地球を守って!恋するヒーロー

「そうなんだ......」



何を言ったらいいのか分からなくて、さっきから曖昧に相づちを返すことしかできない。


こんなとき、気の利いたことも言えない自分が本当に嫌になる。



「だけど、最近ヒーローって何なのか分からなくなるんだ。

本当に俺たちのやろうとしていることが正しいのか?俺たちと同じように月で普通に生きているだけの宇宙人もいるかもしれない。

分からないんだ......。
それでも俺は命令に従うことしかできない」



命令......。 

弟の望んでいたヒーローにはなれそうもない、と悲しそうに続けるブレット。


私たちが地球を守りたいと思うのと同じように、宇宙人も月での生活を守りたいと思っているのかもしれない。

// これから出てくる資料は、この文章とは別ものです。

//! Session facade over the resolver and the catalog.
//!
//! [`LangCountry`] is the process-wide service (allow-list, catalog, date
//! formatter). It hands out [`LocaleSession`]s: explicit per-request state
//! holding the bound code and its bundle, never an ambient global.

use crate::catalog::{Currency, LocaleBundle, LocaleCatalog, LocaleSummary};
use crate::detect::detect_host_locale;
use crate::error::Result;
use crate::format::{ChronoFormatter, DateFormatter};
use crate::resolve::{resolve, Resolution};
use crate::{AllowList, LocaleCode, LocaleTag};
use chrono::{DateTime, TimeZone};
use serde::Serialize;
use std::fmt;
use std::sync::Arc;
use tracing::debug;

/// The date and time patterns a bundle carries.
#[derive(Debug, Clone, Copy, PartialEq, Eq, Hash)]
pub enum DateStyle {
    /// `d-m-Y`
    Numbers,
    /// `DD-MM-YYYY`, for JS date pickers. Never rendered.
    NumbersFullCapitals,
    /// `j F Y`
    WordsWithoutDay,
    /// `l j F Y`
    WordsWithDay,
    /// `j F`
    Birthday,
    /// `H:i`
    Time,
}

impl DateStyle {
    /// The bundle's pattern for this style.
    pub fn pattern(self, bundle: &LocaleBundle) -> &str {
        match self {
            Self::Numbers => &bundle.date_numbers,
            Self::NumbersFullCapitals => &bundle.date_numbers_full_capitals,
            Self::WordsWithoutDay => &bundle.date_words_without_day,
            Self::WordsWithDay => &bundle.date_words_with_day,
            Self::Birthday => &bundle.date_birthday,
            Self::Time => &bundle.time_format,
        }
    }

    /// Whether a time pattern may be appended to this style.
    pub fn accepts_time(self) -> bool {
        matches!(
            self,
            Self::Numbers | Self::NumbersFullCapitals | Self::WordsWithoutDay | Self::WordsWithDay
        )
    }
}

/// The two values written to session storage after resolution.
#[derive(Debug, Clone, PartialEq, Eq, Serialize)]
pub struct SessionValues {
    /// Bound allow-listed code.
    pub language_code: LocaleCode,
    /// Locale tag for date formatting.
    pub locale: LocaleTag,
}

impl From<Resolution> for SessionValues {
    fn from(resolution: Resolution) -> Self {
        Self {
            language_code: resolution.code,
            locale: resolution.tag,
        }
    }
}

/// Locale picker model: the bound locale plus every other allowed one.
#[derive(Debug, Clone, PartialEq, Eq, Serialize)]
pub struct SelectorView {
    pub current: LocaleSummary,
    pub available: Vec<LocaleSummary>,
}

/// Process-wide locale service.
///
/// Cheap to clone; everything behind it is shared.
#[derive(Clone)]
pub struct LangCountry {
    catalog: Arc<LocaleCatalog>,
    allow_list: Arc<AllowList>,
    formatter: Arc<dyn DateFormatter>,
    host_fallback: bool,
    host_locale: fn() -> Option<String>,
}

impl LangCountry {
    /// Create a service over a catalog and an allow-list.
    pub fn new(catalog: LocaleCatalog, allow_list: AllowList) -> Self {
        Self::from_shared(Arc::new(catalog), Arc::new(allow_list))
    }

    /// Create a service over an already shared catalog and allow-list.
    pub fn from_shared(catalog: Arc<LocaleCatalog>, allow_list: Arc<AllowList>) -> Self {
        Self {
            catalog,
            allow_list,
            formatter: Arc::new(ChronoFormatter),
            host_fallback: false,
            host_locale: detect_host_locale,
        }
    }

    /// When nothing is stored, resolve the host's language instead of
    /// going straight to the fallback.
    pub fn with_host_fallback(mut self, enabled: bool) -> Self {
        self.host_fallback = enabled;
        self
    }

    /// Replace the host language source (defaults to environment detection).
    pub fn with_host_locale_source(mut self, source: fn() -> Option<String>) -> Self {
        self.host_locale = source;
        self
    }

    /// Replace the date rendering collaborator.
    pub fn with_formatter(mut self, formatter: Arc<dyn DateFormatter>) -> Self {
        self.formatter = formatter;
        self
    }

    pub fn allow_list(&self) -> &AllowList {
        &self.allow_list
    }

    pub fn catalog(&self) -> &LocaleCatalog {
        &self.catalog
    }

    /// Resolve a hint against the configured allow-list.
    pub fn resolve(&self, hint: Option<&str>) -> Resolution {
        resolve(hint, &self.allow_list)
    }

    /// Resolve a hint into the session values to store.
    pub fn set_all_sessions(&self, hint: Option<&str>) -> SessionValues {
        let host;
        let hint = match hint.map(str::trim).filter(|h| !h.is_empty()) {
            Some(hint) => Some(hint),
            None => {
                host = self.host_hint();
                host.as_deref()
            }
        };
        self.resolve(hint).into()
    }

    /// Build a bound session from a stored code.
    ///
    /// The stored value still goes through resolution, so a code that has
    /// since left the allow-list degrades instead of being trusted.
    pub fn session(&self, stored: Option<&str>) -> Result<LocaleSession> {
        let values = self.set_all_sessions(stored);
        self.bind(Resolution {
            code: values.language_code,
            tag: values.locale,
        })
    }

    /// Bind a session to an already resolved code.
    pub fn bind(&self, resolution: Resolution) -> Result<LocaleSession> {
        let bundle = self.catalog.load(&resolution.code)?;
        debug!(code = %resolution.code, tag = %resolution.tag, "locale session bound");
        Ok(LocaleSession {
            service: self.clone(),
            binding: Binding { resolution, bundle },
            with_time: false,
        })
    }

    fn host_hint(&self) -> Option<String> {
        if self.host_fallback {
            (self.host_locale)()
        } else {
            None
        }
    }
}

impl fmt::Debug for LangCountry {
    fn fmt(&self, f: &mut fmt::Formatter<'_>) -> fmt::Result {
        f.debug_struct("LangCountry")
            .field("allow_list", &self.allow_list)
            .field("catalog", &self.catalog)
            .field("host_fallback", &self.host_fallback)
            .finish()
    }
}

#[derive(Debug, Clone)]
struct Binding {
    resolution: Resolution,
    bundle: Arc<LocaleBundle>,
}

/// Locale state of one request or session.
///
/// Holds the bound code and its bundle, plus the one-shot `with_time` flag.
/// Not meant to be shared between sessions; clone it instead.
#[derive(Debug, Clone)]
pub struct LocaleSession {
    service: LangCountry,
    binding: Binding,
    with_time: bool,
}

impl LocaleSession {
    /// Current bound code.
    pub fn current_locale(&self) -> &LocaleCode {
        &self.binding.resolution.code
    }

    /// Locale tag for date formatting.
    pub fn locale_tag(&self) -> &LocaleTag {
        &self.binding.resolution.tag
    }

    /// The session values matching the current binding.
    pub fn values(&self) -> SessionValues {
        self.binding.resolution.clone().into()
    }

    /// The bound bundle.
    pub fn bundle(&self) -> &LocaleBundle {
        &self.binding.bundle
    }

    /// Re-resolve `hint` and rebind.
    ///
    /// Code and bundle are replaced together; on error the session keeps
    /// its previous binding.
    pub fn override_locale(&mut self, hint: Option<&str>) -> Result<&LocaleCode> {
        let resolution = self.service.resolve(hint);
        let bundle = self.service.catalog.load(&resolution.code)?;
        self.binding = Binding { resolution, bundle };
        Ok(self.current_locale())
    }

    /// Append the time pattern to the next date pattern request only.
    pub fn with_time(&mut self) -> &mut Self {
        self.with_time = true;
        self
    }

    pub fn lang(&self) -> &str {
        &self.binding.bundle.lang
    }

    pub fn country(&self) -> &str {
        &self.binding.bundle.country
    }

    pub fn country_name(&self) -> &str {
        &self.binding.bundle.country_name
    }

    pub fn country_name_local(&self) -> &str {
        &self.binding.bundle.country_name_local
    }

    /// Language name in its own language.
    pub fn name(&self) -> &str {
        &self.binding.bundle.name
    }

    pub fn emoji_flag(&self) -> &str {
        &self.binding.bundle.emoji_flag
    }

    pub fn currency(&self) -> &Currency {
        &self.binding.bundle.currency
    }

    pub fn currency_code(&self) -> &str {
        &self.currency().code
    }

    pub fn currency_symbol(&self) -> &str {
        &self.currency().symbol
    }

    pub fn currency_symbol_local(&self) -> &str {
        &self.currency().symbol_local
    }

    pub fn currency_name(&self) -> &str {
        &self.currency().name
    }

    pub fn currency_name_local(&self) -> &str {
        &self.currency().name_local
    }

    /// Pattern for `style`, with the time pattern appended when asked for
    /// and the style allows it. Does not touch the one-shot flag.
    pub fn pattern(&self, style: DateStyle, include_time: bool) -> String {
        let bundle = self.bundle();
        let pattern = style.pattern(bundle);
        if include_time && style.accepts_time() {
            format!("{} {}", pattern, bundle.time_format)
        } else {
            pattern.to_string()
        }
    }

    fn take_pattern(&mut self, style: DateStyle) -> String {
        let include_time = std::mem::take(&mut self.with_time);
        self.pattern(style, include_time)
    }

    pub fn date_numbers_format(&mut self) -> String {
        self.take_pattern(DateStyle::Numbers)
    }

    pub fn date_numbers_full_capitals_format(&mut self) -> String {
        self.take_pattern(DateStyle::NumbersFullCapitals)
    }

    pub fn date_words_without_day_format(&mut self) -> String {
        self.take_pattern(DateStyle::WordsWithoutDay)
    }

    pub fn date_words_with_day_format(&mut self) -> String {
        self.take_pattern(DateStyle::WordsWithDay)
    }

    pub fn date_birthday_format(&mut self) -> String {
        self.take_pattern(DateStyle::Birthday)
    }

    pub fn time_format(&mut self) -> String {
        self.take_pattern(DateStyle::Time)
    }

    /// Render `instant` in `style` through the date formatter.
    pub fn render<Tz: TimeZone>(
        &self,
        style: DateStyle,
        instant: &DateTime<Tz>,
        include_time: bool,
    ) -> String {
        let pattern = self.pattern(style, include_time);
        self.service
            .formatter
            .format(&instant.fixed_offset(), &pattern, self.locale_tag())
    }

    fn take_render<Tz: TimeZone>(&mut self, style: DateStyle, instant: &DateTime<Tz>) -> String {
        let include_time = std::mem::take(&mut self.with_time);
        self.render(style, instant, include_time)
    }

    pub fn date_numbers<Tz: TimeZone>(&mut self, instant: &DateTime<Tz>) -> String {
        self.take_render(DateStyle::Numbers, instant)
    }

    pub fn date_words_without_day<Tz: TimeZone>(&mut self, instant: &DateTime<Tz>) -> String {
        self.take_render(DateStyle::WordsWithoutDay, instant)
    }

    pub fn date_words_with_day<Tz: TimeZone>(&mut self, instant: &DateTime<Tz>) -> String {
        self.take_render(DateStyle::WordsWithDay, instant)
    }

    pub fn date_birthday<Tz: TimeZone>(&mut self, instant: &DateTime<Tz>) -> String {
        self.take_render(DateStyle::Birthday, instant)
    }

    pub fn time<Tz: TimeZone>(&mut self, instant: &DateTime<Tz>) -> String {
        self.take_render(DateStyle::Time, instant)
    }

    /// Summary of the bound locale.
    pub fn current_summary(&self) -> LocaleSummary {
        LocaleSummary::new(self.current_locale(), self.bundle())
    }

    /// One summary per allowed code, in allow-list order.
    pub fn all_locales(&self) -> Result<Vec<LocaleSummary>> {
        self.service.catalog.summaries(&self.service.allow_list)
    }

    /// Split [`all_locales`](Self::all_locales) into the bound locale and the rest.
    pub fn selector_view(&self) -> Result<SelectorView> {
        let (current, available): (Vec<_>, Vec<_>) = self
            .all_locales()?
            .into_iter()
            .partition(|summary| summary.language_code == *self.current_locale());

        let current = current
            .into_iter()
            .next()
            .unwrap_or_else(|| self.current_summary());

        Ok(SelectorView { current, available })
    }
}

アニメみたいにはっきりと、どっちが悪で正義だと決まっていたら良かった。

そうすれば、きっとこんなにもブレットが苦しまずにすんだのに。


 
「......あの時、ミーナがこんな俺でもヒーローだと言ってくれて嬉しかった。
......ありがとう」



少しだけ微笑んで、ブレットはそっと私の頬に触れた。

   
ブレット......。
なんだかぎゅっと胸をつかまれたみたいに苦しくて、張り裂けそうになるよ。